Magnetic particles comprising superparamagnetic nanoparticles, a hydrophobic polymer, and a copolymer A having the following structural units (a) to (c):
(A) Structural unit represented by the following general formula (1):
(B) Structural unit represented by the following general formula (2):
(C) Structural unit represented by the following general formula (3):

(Wherein R _1a is a hydrogen atom or an alkyl group having 1 to 4 carbon atoms, and m is an integer of 2 to 6);

(Wherein R _1b is a hydrogen atom or an alkyl group having 1 to 4 carbon atoms, R _2b is a hydrogen atom or OR (R represents an aliphatic hydrocarbon group or an aromatic hydrocarbon group), and n Is an integer from 2 to 18);

(In the formula, R _1c is a hydrogen atom or an alkyl group having 1 to 4 carbon atoms, q is an integer of 2 to 10, and R _2c is a functional group capable of immobilizing a biomolecule).   The magnetic particles according to claim 1, wherein the superparamagnetic nanoparticles are fine particles containing iron oxide.
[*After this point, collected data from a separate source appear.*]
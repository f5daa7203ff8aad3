// ABOUTME: Docker engine implementation for execution sandboxes
// ABOUTME: Uses bollard to build images and run short-lived execution containers

use super::{
    BuildOutput, BuildRequest, ContainerConfig, ContainerEngine, ContainerInfo, ExecResult,
    ImageInfo,
};
use crate::config::SandboxConfig;
use crate::error::{Result, SandboxError};
use crate::types::ImageHandle;
use async_trait::async_trait;
use bollard::{
    container::{
        Config, CreateContainerOptions, ListContainersOptions, LogOutput, RemoveContainerOptions,
        StartContainerOptions, StopContainerOptions,
    },
    errors::Error as BollardError,
    exec::{CreateExecOptions, StartExecResults},
    image::{BuildImageOptions, ListImagesOptions},
    models::HostConfig,
    Docker,
};
use futures::StreamExt;
use std::collections::HashMap;
use std::time::Duration;
use tracing::{debug, error, info, warn};

const DEFAULT_TIMEOUT: Duration = Duration::from_secs(3660);
const DEFAULT_STOP_TIMEOUT_SECS: i64 = 10;

pub struct DockerEngine {
    client: Docker,
    label_prefix: String,
    /// Client-side timeout applied to every engine request
    timeout: Duration,
    stop_timeout_secs: i64,
}

impl DockerEngine {
    /// Connect with the default socket and request timeout
    pub fn new() -> Result<Self> {
        Self::with_timeout(DEFAULT_TIMEOUT)
    }

    /// Connect with a custom request timeout
    pub fn with_timeout(timeout: Duration) -> Result<Self> {
        let client = Docker::connect_with_defaults()
            .map_err(|e| SandboxError::EngineUnavailable(e.to_string()))?;

        Ok(Self::with_client_and_timeout(client, timeout))
    }

    /// Connect using timeouts from the sandbox configuration
    pub fn from_config(config: &SandboxConfig) -> Result<Self> {
        let mut engine = Self::with_timeout(config.docker_timeout())?;
        engine.stop_timeout_secs = config.stop_timeout_secs as i64;
        Ok(engine)
    }

    /// Create with a specific Docker connection and default timeout
    pub fn with_client(client: Docker) -> Self {
        Self::with_client_and_timeout(client, DEFAULT_TIMEOUT)
    }

    /// Create with a specific Docker connection and custom timeout
    pub fn with_client_and_timeout(client: Docker, timeout: Duration) -> Self {
        Self {
            client: client.with_timeout(timeout),
            label_prefix: "polybox".to_string(),
            timeout,
            stop_timeout_secs: DEFAULT_STOP_TIMEOUT_SECS,
        }
    }

    /// Convert our config to bollard config
    fn to_bollard_config(&self, config: &ContainerConfig) -> Config<String> {
        let mut labels = config.labels.clone();
        labels.insert(format!("{}.managed", self.label_prefix), "true".to_string());

        let env: Vec<String> = config
            .env_vars
            .iter()
            .map(|(k, v)| format!("{}={}", k, v))
            .collect();

        let host_config = HostConfig {
            memory: Some(config.memory_bytes),
            cpu_quota: Some(config.cpu_quota),
            cpu_period: Some(config.cpu_period),
            network_mode: if config.network_enabled {
                None
            } else {
                Some("none".to_string())
            },
            ..Default::default()
        };

        // tty + open stdin keep the default shell alive until the explicit exec
        Config {
            image: Some(config.image.clone()),
            env: Some(env),
            working_dir: Some(config.working_dir.clone()),
            user: Some(config.user.clone()),
            tty: Some(true),
            open_stdin: Some(true),
            network_disabled: Some(!config.network_enabled),
            labels: Some(labels),
            host_config: Some(host_config),
            ..Default::default()
        }
    }

    /// Translate transport-level failures into the sandbox taxonomy
    fn map_error(&self, err: BollardError) -> SandboxError {
        match err {
            BollardError::RequestTimeoutError => SandboxError::Timeout {
                seconds: self.timeout.as_secs(),
            },
            BollardError::SocketNotFoundError(path) => {
                SandboxError::EngineUnavailable(format!("Docker socket not found: {}", path))
            }
            BollardError::IOError { err } => SandboxError::EngineUnavailable(err.to_string()),
            other => SandboxError::Docker(other),
        }
    }
}

#[async_trait]
impl ContainerEngine for DockerEngine {
    async fn ping(&self) -> bool {
        match self.client.ping().await {
            Ok(_) => true,
            Err(e) => {
                warn!("Docker not available: {}", e);
                false
            }
        }
    }

    async fn build_image(&self, request: &BuildRequest) -> Result<BuildOutput> {
        info!("Building image: {}", request.tag);

        let context = dockerfile_context(&request.dockerfile)?;
        let options = BuildImageOptions {
            dockerfile: "Dockerfile".to_string(),
            t: request.tag.clone(),
            rm: true,
            forcerm: true,
            nocache: request.no_cache,
            ..Default::default()
        };

        let mut stream = self
            .client
            .build_image(options, None, Some(context.into()));
        let mut logs = Vec::new();

        while let Some(item) = stream.next().await {
            match item {
                Ok(info) => {
                    if let Some(line) = info.stream {
                        let line = line.trim_end();
                        if !line.is_empty() {
                            logs.push(line.to_string());
                        }
                    }
                    if let Some(message) = info.error {
                        error!("Build of {} failed: {}", request.tag, message);
                        return Err(SandboxError::BuildFailed { message, logs });
                    }
                }
                Err(e) => {
                    error!("Build of {} aborted: {}", request.tag, e);
                    return Err(SandboxError::BuildFailed {
                        message: self.map_error(e).to_string(),
                        logs,
                    });
                }
            }
        }

        let image = self
            .inspect_image(&request.tag)
            .await?
            .ok_or_else(|| SandboxError::BuildFailed {
                message: format!("image {} missing after build", request.tag),
                logs: logs.clone(),
            })?;

        debug!("Built image {} ({} log lines)", image.id, logs.len());
        Ok(BuildOutput {
            image_id: ImageHandle::new(image.id),
            logs,
        })
    }

    async fn inspect_image(&self, image: &str) -> Result<Option<ImageInfo>> {
        match self.client.inspect_image(image).await {
            Ok(inspect) => Ok(Some(ImageInfo {
                id: inspect.id.unwrap_or_else(|| image.to_string()),
                tags: inspect.repo_tags.unwrap_or_default(),
            })),
            Err(BollardError::DockerResponseServerError {
                status_code: 404, ..
            }) => Ok(None),
            Err(e) => Err(self.map_error(e)),
        }
    }

    async fn list_images(&self) -> Result<Vec<ImageInfo>> {
        let images = self
            .client
            .list_images(Some(ListImagesOptions::<String> {
                all: false,
                ..Default::default()
            }))
            .await
            .map_err(|e| self.map_error(e))?;

        Ok(images
            .into_iter()
            .map(|image| ImageInfo {
                id: image.id,
                tags: image.repo_tags,
            })
            .collect())
    }

    async fn create_container(&self, config: &ContainerConfig) -> Result<String> {
        info!("Creating container from image: {}", config.image);

        let bollard_config = self.to_bollard_config(config);
        let options = config.name.as_ref().map(|name| CreateContainerOptions {
            name: name.clone(),
            platform: None,
        });

        let container = self
            .client
            .create_container(options, bollard_config)
            .await
            .map_err(|e| match e {
                BollardError::DockerResponseServerError {
                    status_code: 404, ..
                } => SandboxError::ImageNotFound(config.image.clone()),
                other => self.map_error(other),
            })?;

        for warning in &container.warnings {
            warn!("Container {} created with warning: {}", container.id, warning);
        }

        debug!("Created container: {}", container.id);
        Ok(container.id)
    }

    async fn start_container(&self, container_id: &str) -> Result<()> {
        info!("Starting container: {}", container_id);

        self.client
            .start_container(container_id, None::<StartContainerOptions<String>>)
            .await
            .map_err(|e| self.map_error(e))?;

        Ok(())
    }

    async fn exec(&self, container_id: &str, command: Vec<String>, user: &str) -> Result<ExecResult> {
        debug!("Executing command in container {} as {}", container_id, user);

        let exec_config = CreateExecOptions {
            cmd: Some(command),
            user: Some(user.to_string()),
            attach_stdout: Some(true),
            attach_stderr: Some(true),
            ..Default::default()
        };

        let exec = self
            .client
            .create_exec(container_id, exec_config)
            .await
            .map_err(|e| self.map_error(e))?;

        let start_result = self
            .client
            .start_exec(&exec.id, None)
            .await
            .map_err(|e| self.map_error(e))?;

        let mut output = Vec::new();

        match start_result {
            StartExecResults::Attached {
                output: mut stream, ..
            } => {
                while let Some(msg) = stream.next().await {
                    match msg {
                        Ok(LogOutput::StdOut { message })
                        | Ok(LogOutput::StdErr { message })
                        | Ok(LogOutput::Console { message }) => output.extend_from_slice(&message),
                        Ok(_) => {}
                        Err(e) => return Err(self.map_error(e)),
                    }
                }
            }
            StartExecResults::Detached => {
                return Err(SandboxError::ExecutionFailed(
                    "Exec was detached unexpectedly".to_string(),
                ))
            }
        }

        let exec_inspect = self
            .client
            .inspect_exec(&exec.id)
            .await
            .map_err(|e| self.map_error(e))?;

        // A missing exit code means the process state is unknown
        let exit_code = exec_inspect.exit_code.unwrap_or(-1);

        Ok(ExecResult { exit_code, output })
    }

    async fn stop_container(&self, container_id: &str) -> Result<()> {
        info!(
            "Stopping container: {} (timeout: {}s)",
            container_id, self.stop_timeout_secs
        );

        let options = StopContainerOptions {
            t: self.stop_timeout_secs,
        };

        match self.client.stop_container(container_id, Some(options)).await {
            Ok(()) => Ok(()),
            Err(BollardError::DockerResponseServerError {
                status_code: 304, ..
            }) => {
                debug!("Container {} already stopped", container_id);
                Ok(())
            }
            Err(BollardError::DockerResponseServerError {
                status_code: 404, ..
            }) => Err(SandboxError::ContainerNotFound(container_id.to_string())),
            Err(e) => Err(self.map_error(e)),
        }
    }

    async fn remove_container(&self, container_id: &str) -> Result<()> {
        info!("Removing container: {}", container_id);

        let options = RemoveContainerOptions {
            force: true,
            v: true,
            ..Default::default()
        };

        match self.client.remove_container(container_id, Some(options)).await {
            Ok(()) => Ok(()),
            Err(BollardError::DockerResponseServerError {
                status_code: 404, ..
            }) => {
                debug!("Container {} already removed", container_id);
                Ok(())
            }
            Err(e) => Err(self.map_error(e)),
        }
    }

    async fn list_containers_by_ancestor(&self, image: &str) -> Result<Vec<ContainerInfo>> {
        let mut filters = HashMap::new();
        filters.insert("ancestor".to_string(), vec![image.to_string()]);

        let options = ListContainersOptions {
            all: false,
            filters,
            ..Default::default()
        };

        let containers = self
            .client
            .list_containers(Some(options))
            .await
            .map_err(|e| self.map_error(e))?;

        Ok(containers
            .into_iter()
            .filter_map(|container| {
                Some(ContainerInfo {
                    id: container.id?,
                    image: container.image.unwrap_or_default(),
                    state: container.state.unwrap_or_default(),
                })
            })
            .collect())
    }
}

/// Build context holding a single Dockerfile
fn dockerfile_context(dockerfile: &str) -> std::io::Result<Vec<u8>> {
    use tar::{Builder, Header};

    let mut header = Header::new_gnu();
    header.set_size(dockerfile.len() as u64);
    header.set_mode(0o644);
    header.set_mtime(chrono::Utc::now().timestamp().max(0) as u64);

    let mut archive = Builder::new(Vec::new());
    archive.append_data(&mut header, "Dockerfile", dockerfile.as_bytes())?;
    archive.into_inner()
}
impl<'a> ChartLayoutEngine<'a> {
    pub fn new(config: &'a ChartConfig) -> Self {
        Self { config }
    }

    fn placer(&self) -> CategoryPlacer {
        CategoryPlacer::new(self.config.min_label_separation, self.config.max_nudges)
    }

    /// Lay out the full chart
    ///
    /// Deterministic: the same bodies, wheel and aspects always produce the
    /// same layout, because every category processes its elements in the
    /// iteration order of its input.
    pub fn layout(
        &self,
        bodies: &[CelestialBody],
        wheel: &HouseWheel,
        aspects: &[AspectMatch],
    ) -> ChartLayout {
        let ascendant = wheel.ascendant();
        let mut layout = ChartLayout::default();

        self.place_zodiac(ascendant, &mut layout);
        self.place_houses(wheel, ascendant, &mut layout);
        self.place_angle_markers(wheel, ascendant, &mut layout);
        let body_angles = self.place_bodies(bodies, ascendant, &mut layout);
        self.place_degree_texts(bodies, &body_angles, &mut layout);
        self.place_aspects(aspects, &body_angles, &mut layout);

        layout
    }

    /// Zodiac ring: sign names at sign midpoints, boundary ticks every 30
    /// degrees. Sign boundaries are absolute (Aries starts at 0), only
    /// their on-screen angle depends on the ascendant.
    fn place_zodiac(&self, ascendant: f64, layout: &mut ChartLayout) {
        let zones = &self.config.zones;
        let mut placer = self.placer();
        for (i, sign) in ZODIAC_SIGNS.iter().enumerate() {
            let start = normalize_degrees(30.0 * i as f64 - ascendant);
            let label_angle = placer.place(normalize_degrees(start + 15.0));
            layout.labels.push(LabelPlacement {
                category: LabelCategory::Zodiac,
                angle_deg: label_angle,
                radius: zones.zodiac_label,
                text: sign.to_string(),
                rotation_deg: 0.0,
                color: ZODIAC_COLOR,
                font_size: 15.0,
            });
            layout.lines.push(ChartLine {
                angle_start: start,
                angle_end: start,
                radius_start: zones.zodiac_inner,
                radius_end: 1.0,
                color: LINE_COLOR,
                width: 1,
            });
        }
    }

    /// House numbers at the circular midpoint of each house's two cusps,
    /// plus a cusp line per house (the four chart angles drawn heavier)
    fn place_houses(&self, wheel: &HouseWheel, ascendant: f64, layout: &mut ChartLayout) {
        let zones = &self.config.zones;
        let mut placer = self.placer();
        for cusp in wheel.cusps() {
            let next = wheel.cusp(if cusp.index == 12 { 1 } else { cusp.index + 1 });
            let midpoint = circular_midpoint(cusp.longitude, next);
            let label_angle = placer.place(normalize_degrees(midpoint - ascendant));
            layout.labels.push(LabelPlacement {
                category: LabelCategory::HouseNumber,
                angle_deg: label_angle,
                radius: zones.house_number,
                text: cusp.index.to_string(),
                rotation_deg: 0.0,
                color: TEXT_COLOR,
                font_size: 13.0,
            });

            let is_chart_angle = matches!(cusp.index, 1 | 4 | 7 | 10);
            let cusp_angle = normalize_degrees(cusp.longitude - ascendant);
            layout.lines.push(ChartLine {
                angle_start: cusp_angle,
                angle_end: cusp_angle,
                radius_start: zones.aspect,
                radius_end: zones.zodiac_inner,
                color: if is_chart_angle { TEXT_COLOR } else { LINE_COLOR },
                width: if is_chart_angle { 2 } else { 1 },
            });
        }
    }

    /// ASC / IC / DSC / MC markers at cusps 1, 4, 7 and 10
    fn place_angle_markers(&self, wheel: &HouseWheel, ascendant: f64, layout: &mut ChartLayout) {
        let zones = &self.config.zones;
        let mut placer = self.placer();
        for (house, marker) in [(1u8, "ASC"), (4, "IC"), (7, "DSC"), (10, "MC")] {
            let angle = placer.place(normalize_degrees(wheel.cusp(house) - ascendant));
            layout.labels.push(LabelPlacement {
                category: LabelCategory::AngleMarker,
                angle_deg: angle,
                radius: zones.angle_marker,
                text: marker.to_string(),
                rotation_deg: 0.0,
                color: TEXT_COLOR,
                font_size: 12.0,
            });
        }
    }

    /// Body glyphs, collision-avoided; returns each body's placed angle
    /// for the degree-text and aspect passes
    fn place_bodies(
        &self,
        bodies: &[CelestialBody],
        ascendant: f64,
        layout: &mut ChartLayout,
    ) -> HashMap<String, f64> {
        let zones = &self.config.zones;
        let mut placer = self.placer();
        let mut placed_angles = HashMap::new();

        for body in bodies {
            let (glyph, color) = BODY_GLYPHS
                .get(body.name.as_str())
                .copied()
                .unwrap_or(("\u{2605}", TEXT_COLOR));
            let angle = placer.place(normalize_degrees(body.longitude - ascendant));
            placed_angles.insert(body.name.clone(), angle);
            layout.labels.push(LabelPlacement {
                category: LabelCategory::Body,
                angle_deg: angle,
                radius: zones.body,
                text: glyph.to_string(),
                rotation_deg: 0.0,
                color,
                font_size: 20.0,
            });
        }

        placed_angles
    }

    /// Degree text per body: degrees within the sign, with a retrograde
    /// marker. Seeded from the body's placed angle so the text tracks its
    /// glyph, then collision-avoided within its own band.
    fn place_degree_texts(
        &self,
        bodies: &[CelestialBody],
        body_angles: &HashMap<String, f64>,
        layout: &mut ChartLayout,
    ) {
        let zones = &self.config.zones;
        let mut placer = self.placer();
        for body in bodies {
            let natural = body_angles.get(&body.name).copied().unwrap_or(0.0);
            let angle = placer.place(natural);
            let in_sign = body.longitude % 30.0;
            let marker = if body.retrograde { " \u{211E}" } else { "" };
            layout.labels.push(LabelPlacement {
                category: LabelCategory::DegreeText,
                angle_deg: angle,
                radius: zones.degree_text,
                text: format!("{:.1}\u{B0}{}", in_sign, marker),
                rotation_deg: 0.0,
                color: TEXT_COLOR,
                font_size: 10.0,
            });
        }
    }

    /// One chord per aspect between the two placed body angles, plus an
    /// aspect glyph at the chord's circular midpoint. Vector averaging
    /// keeps the midpoint correct across the 0/360 seam.
    fn place_aspects(
        &self,
        aspects: &[AspectMatch],
        body_angles: &HashMap<String, f64>,
        layout: &mut ChartLayout,
    ) {
        let zones = &self.config.zones;
        let mut placer = self.placer();
        for aspect in aspects {
            let (Some(&a), Some(&b)) = (
                body_angles.get(&aspect.body_a),
                body_angles.get(&aspect.body_b),
            ) else {
                continue;
            };

            layout.lines.push(ChartLine {
                angle_start: a,
                angle_end: b,
                radius_start: zones.aspect,
                radius_end: zones.aspect,
                color: aspect.color,
                width: 1,
            });

            let glyph = ASPECT_GLYPHS
                .get(aspect.aspect_name.as_str())
                .copied()
                .unwrap_or("*");
            let label_angle = placer.place(circular_midpoint(a, b));
            layout.labels.push(LabelPlacement {
                category: LabelCategory::Aspect,
                angle_deg: label_angle,
                radius: zones.aspect_label,
                text: glyph.to_string(),
                rotation_deg: 0.0,
                color: aspect.color,
                font_size: 12.0,
            });
        }
    }
}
The magnetic particles according to claim 1 or 2, wherein the superparamagnetic nanoparticles include at least one kind of nanoparticles selected from Fe ₃ O ₄ and γ-Fe ₂ O ₃ .   The magnetic particle according to any one of claims 1 to 3, wherein the monomer constituting the hydrophobic polymer is styrene, divinylbenzene, or a mixture thereof.   The constituent ratio of the structural unit (a) in the copolymer A is 35 to 95 mol%, the constituent ratio of the structural unit (b) is 1 to 50 mol%, and the constituent ratio of the structural unit (c) is 1 to The magnetic particle according to any one of claims 1 to 4, which is 30 mol%.   The magnetic particle according to any one of claims 1 to 5, wherein the functional group capable of immobilizing a biomolecule is a carboxyl group or an active ester group thereof, an epoxy group, a tosyl group, an amino group, a thiol group, or a bromoacetamide group. A solvent containing a hydrophobic polymer and superparamagnetic nanoparticles and insoluble in water and water containing a copolymer A having the following structural units (a) to (c) are emulsified:
(A) Structural unit represented by the following general formula (1):
(B) Structural unit represented by the following general formula (2):
(C) Structural unit represented by the following general formula (3):

(Wherein R _1a is a hydrogen atom or an alkyl group having 1 to 4 carbon atoms, and m is an integer of 2 to 6);

(Wherein R _1b is a hydrogen atom or an alkyl group having 1 to 4 carbon atoms, R _2b is a hydrogen atom or OR (R represents an aliphatic hydrocarbon group or an aromatic hydrocarbon group), and n Is an integer from 2 to 18);

(Wherein R _1c is a hydrogen atom or an alkyl group having 1 to 4 carbon atoms, q is an integer of 2 to 10, and R _2c is a functional group capable of immobilizing a biomolecule);
Magnetic particles obtained by removing a solvent that does not dissolve in water from the obtained emulsion.   The magnetic particle according to claim 7, wherein the solvent insoluble in water dissolves the hydrophobic polymer.   The magnetic particles according to claim 7 or 8, wherein in emulsification, 0.01 to 2000 parts by weight of hydrophobic polymer and 2 to 2000 parts by weight of copolymer A are used with respect to 100 parts by weight of superparamagnetic nanoparticles.